REQUIRED ACTION: The answer must be a single number, namely how many lines in the entries below contain the string "UsernameTooLong".

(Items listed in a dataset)
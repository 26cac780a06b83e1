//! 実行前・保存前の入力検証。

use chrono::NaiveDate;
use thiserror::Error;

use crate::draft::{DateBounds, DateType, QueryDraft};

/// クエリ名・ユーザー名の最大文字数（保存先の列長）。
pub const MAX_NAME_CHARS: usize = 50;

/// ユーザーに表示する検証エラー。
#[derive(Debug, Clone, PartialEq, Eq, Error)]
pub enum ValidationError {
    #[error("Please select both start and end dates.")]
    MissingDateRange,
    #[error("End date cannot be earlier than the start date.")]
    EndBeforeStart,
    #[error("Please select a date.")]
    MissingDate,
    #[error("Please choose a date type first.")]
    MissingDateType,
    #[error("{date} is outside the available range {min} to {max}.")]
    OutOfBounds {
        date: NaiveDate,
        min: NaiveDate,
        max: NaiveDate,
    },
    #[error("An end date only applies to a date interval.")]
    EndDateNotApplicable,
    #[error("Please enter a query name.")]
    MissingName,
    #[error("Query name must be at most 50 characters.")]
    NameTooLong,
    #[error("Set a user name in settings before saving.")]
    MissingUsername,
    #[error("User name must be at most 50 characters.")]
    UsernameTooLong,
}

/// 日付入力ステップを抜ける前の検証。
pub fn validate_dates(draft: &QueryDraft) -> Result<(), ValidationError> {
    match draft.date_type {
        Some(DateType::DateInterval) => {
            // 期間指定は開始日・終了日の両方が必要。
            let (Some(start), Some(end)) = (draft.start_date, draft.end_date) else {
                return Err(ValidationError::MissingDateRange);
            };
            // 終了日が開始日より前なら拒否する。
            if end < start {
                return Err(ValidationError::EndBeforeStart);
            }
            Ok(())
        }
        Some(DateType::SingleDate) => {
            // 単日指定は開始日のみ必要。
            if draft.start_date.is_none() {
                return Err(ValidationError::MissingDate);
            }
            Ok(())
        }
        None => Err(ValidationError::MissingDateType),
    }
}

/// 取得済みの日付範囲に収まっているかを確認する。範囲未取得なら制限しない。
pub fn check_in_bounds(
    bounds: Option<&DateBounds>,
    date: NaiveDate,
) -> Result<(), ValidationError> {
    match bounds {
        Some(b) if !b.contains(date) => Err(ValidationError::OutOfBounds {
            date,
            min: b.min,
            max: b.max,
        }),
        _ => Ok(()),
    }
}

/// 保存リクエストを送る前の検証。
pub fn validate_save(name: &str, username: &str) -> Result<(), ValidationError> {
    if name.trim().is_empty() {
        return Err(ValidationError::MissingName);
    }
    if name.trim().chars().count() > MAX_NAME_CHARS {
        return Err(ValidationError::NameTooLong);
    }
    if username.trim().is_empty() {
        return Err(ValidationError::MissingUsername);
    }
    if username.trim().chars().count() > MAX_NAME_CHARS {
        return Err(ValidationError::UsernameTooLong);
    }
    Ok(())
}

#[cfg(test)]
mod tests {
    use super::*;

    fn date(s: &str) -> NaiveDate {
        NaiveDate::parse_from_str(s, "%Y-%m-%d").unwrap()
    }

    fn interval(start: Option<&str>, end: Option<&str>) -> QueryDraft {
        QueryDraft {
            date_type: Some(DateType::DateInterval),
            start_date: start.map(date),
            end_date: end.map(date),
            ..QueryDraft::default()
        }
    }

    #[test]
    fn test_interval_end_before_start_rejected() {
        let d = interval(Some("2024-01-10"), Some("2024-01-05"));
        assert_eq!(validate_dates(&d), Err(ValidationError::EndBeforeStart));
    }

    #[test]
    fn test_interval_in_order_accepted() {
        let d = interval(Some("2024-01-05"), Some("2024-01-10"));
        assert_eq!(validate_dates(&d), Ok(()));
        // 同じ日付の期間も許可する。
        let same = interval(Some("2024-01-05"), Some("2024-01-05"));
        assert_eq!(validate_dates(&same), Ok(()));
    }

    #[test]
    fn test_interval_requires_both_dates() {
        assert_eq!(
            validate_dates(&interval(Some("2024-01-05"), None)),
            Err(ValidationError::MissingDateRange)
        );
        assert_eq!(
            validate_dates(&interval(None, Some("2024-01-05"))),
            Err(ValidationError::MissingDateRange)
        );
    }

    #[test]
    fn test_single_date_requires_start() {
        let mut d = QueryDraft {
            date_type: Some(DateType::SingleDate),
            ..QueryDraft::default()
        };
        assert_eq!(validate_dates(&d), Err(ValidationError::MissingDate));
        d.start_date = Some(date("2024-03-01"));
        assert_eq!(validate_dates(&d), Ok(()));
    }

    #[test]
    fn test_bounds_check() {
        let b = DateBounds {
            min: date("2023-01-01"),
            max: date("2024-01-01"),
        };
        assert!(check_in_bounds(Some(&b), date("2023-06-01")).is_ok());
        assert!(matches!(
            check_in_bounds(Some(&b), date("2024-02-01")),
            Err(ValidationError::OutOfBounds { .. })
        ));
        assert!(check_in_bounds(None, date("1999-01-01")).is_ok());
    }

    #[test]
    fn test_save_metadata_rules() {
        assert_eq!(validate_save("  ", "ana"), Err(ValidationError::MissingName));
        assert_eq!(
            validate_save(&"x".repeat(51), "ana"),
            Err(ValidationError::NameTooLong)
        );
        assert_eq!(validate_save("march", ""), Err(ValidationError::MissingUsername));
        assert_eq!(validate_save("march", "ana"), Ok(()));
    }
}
...
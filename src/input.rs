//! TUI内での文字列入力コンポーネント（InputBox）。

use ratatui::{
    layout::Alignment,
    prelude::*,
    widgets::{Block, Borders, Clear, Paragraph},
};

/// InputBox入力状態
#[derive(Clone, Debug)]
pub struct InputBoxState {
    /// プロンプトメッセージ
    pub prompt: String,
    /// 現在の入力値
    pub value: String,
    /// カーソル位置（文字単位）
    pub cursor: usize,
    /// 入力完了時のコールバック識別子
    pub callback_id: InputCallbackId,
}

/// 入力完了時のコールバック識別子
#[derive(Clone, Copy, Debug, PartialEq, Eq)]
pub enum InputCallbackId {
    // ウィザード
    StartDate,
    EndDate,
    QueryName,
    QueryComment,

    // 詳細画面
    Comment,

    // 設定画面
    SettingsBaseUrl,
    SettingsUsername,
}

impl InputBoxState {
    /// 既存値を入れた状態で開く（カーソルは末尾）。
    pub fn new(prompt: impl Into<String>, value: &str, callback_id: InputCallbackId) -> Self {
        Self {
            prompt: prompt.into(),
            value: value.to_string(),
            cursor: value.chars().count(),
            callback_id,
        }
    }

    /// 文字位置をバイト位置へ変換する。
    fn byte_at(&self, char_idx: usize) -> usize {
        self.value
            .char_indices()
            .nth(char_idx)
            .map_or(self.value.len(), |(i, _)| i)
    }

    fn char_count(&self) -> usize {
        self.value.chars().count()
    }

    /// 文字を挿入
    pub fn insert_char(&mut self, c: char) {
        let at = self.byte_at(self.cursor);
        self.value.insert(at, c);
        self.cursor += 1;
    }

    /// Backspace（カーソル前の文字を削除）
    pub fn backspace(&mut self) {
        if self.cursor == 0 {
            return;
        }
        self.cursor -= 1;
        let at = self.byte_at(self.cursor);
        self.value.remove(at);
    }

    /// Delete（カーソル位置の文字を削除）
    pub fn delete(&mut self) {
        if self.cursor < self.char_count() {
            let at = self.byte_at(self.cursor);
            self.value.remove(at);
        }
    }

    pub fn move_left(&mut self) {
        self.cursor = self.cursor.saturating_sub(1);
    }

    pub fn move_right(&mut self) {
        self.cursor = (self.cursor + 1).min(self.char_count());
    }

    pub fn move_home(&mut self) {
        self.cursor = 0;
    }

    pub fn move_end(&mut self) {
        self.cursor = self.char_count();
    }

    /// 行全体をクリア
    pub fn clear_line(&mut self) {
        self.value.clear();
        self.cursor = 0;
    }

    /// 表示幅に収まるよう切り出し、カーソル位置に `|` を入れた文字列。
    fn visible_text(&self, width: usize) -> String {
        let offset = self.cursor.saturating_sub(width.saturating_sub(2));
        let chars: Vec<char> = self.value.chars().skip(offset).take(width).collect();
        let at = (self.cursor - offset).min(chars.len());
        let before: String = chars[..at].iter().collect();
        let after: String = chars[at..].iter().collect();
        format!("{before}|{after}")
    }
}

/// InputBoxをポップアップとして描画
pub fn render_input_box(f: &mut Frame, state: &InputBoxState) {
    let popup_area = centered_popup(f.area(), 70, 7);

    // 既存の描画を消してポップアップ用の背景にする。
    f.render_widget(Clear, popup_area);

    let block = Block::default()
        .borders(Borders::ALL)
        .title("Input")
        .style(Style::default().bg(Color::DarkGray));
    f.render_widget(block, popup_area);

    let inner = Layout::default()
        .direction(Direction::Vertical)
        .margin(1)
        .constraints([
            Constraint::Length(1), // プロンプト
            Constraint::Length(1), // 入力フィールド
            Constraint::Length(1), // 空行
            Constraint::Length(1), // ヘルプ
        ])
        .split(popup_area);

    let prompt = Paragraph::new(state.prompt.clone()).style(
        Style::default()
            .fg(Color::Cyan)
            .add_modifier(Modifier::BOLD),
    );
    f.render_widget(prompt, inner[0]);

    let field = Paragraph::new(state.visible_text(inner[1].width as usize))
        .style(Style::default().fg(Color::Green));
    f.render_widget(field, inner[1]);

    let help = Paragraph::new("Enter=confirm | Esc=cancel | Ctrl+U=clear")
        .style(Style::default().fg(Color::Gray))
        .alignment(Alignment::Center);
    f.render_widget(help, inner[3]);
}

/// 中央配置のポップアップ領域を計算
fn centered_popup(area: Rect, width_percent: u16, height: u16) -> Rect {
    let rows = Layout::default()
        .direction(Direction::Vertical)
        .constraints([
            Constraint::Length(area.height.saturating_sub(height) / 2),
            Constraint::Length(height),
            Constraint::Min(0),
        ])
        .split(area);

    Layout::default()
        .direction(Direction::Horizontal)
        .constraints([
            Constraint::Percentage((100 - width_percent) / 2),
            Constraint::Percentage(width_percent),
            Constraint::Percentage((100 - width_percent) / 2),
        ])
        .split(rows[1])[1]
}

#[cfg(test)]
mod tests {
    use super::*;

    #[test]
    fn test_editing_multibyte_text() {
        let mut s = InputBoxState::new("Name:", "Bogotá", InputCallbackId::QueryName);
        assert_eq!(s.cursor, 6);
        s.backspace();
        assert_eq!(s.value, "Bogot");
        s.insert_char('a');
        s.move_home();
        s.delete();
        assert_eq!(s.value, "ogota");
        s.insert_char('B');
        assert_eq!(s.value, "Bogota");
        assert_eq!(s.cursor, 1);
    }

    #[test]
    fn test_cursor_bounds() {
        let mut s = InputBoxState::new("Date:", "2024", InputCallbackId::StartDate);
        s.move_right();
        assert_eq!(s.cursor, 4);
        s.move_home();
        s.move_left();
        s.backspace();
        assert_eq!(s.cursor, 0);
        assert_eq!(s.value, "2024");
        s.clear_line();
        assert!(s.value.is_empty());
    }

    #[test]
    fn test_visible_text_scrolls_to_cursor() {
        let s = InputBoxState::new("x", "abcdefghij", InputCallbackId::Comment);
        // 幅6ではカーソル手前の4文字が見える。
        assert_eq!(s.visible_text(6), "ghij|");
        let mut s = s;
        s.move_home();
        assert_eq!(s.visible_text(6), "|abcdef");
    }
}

TASK SOLUTION: 2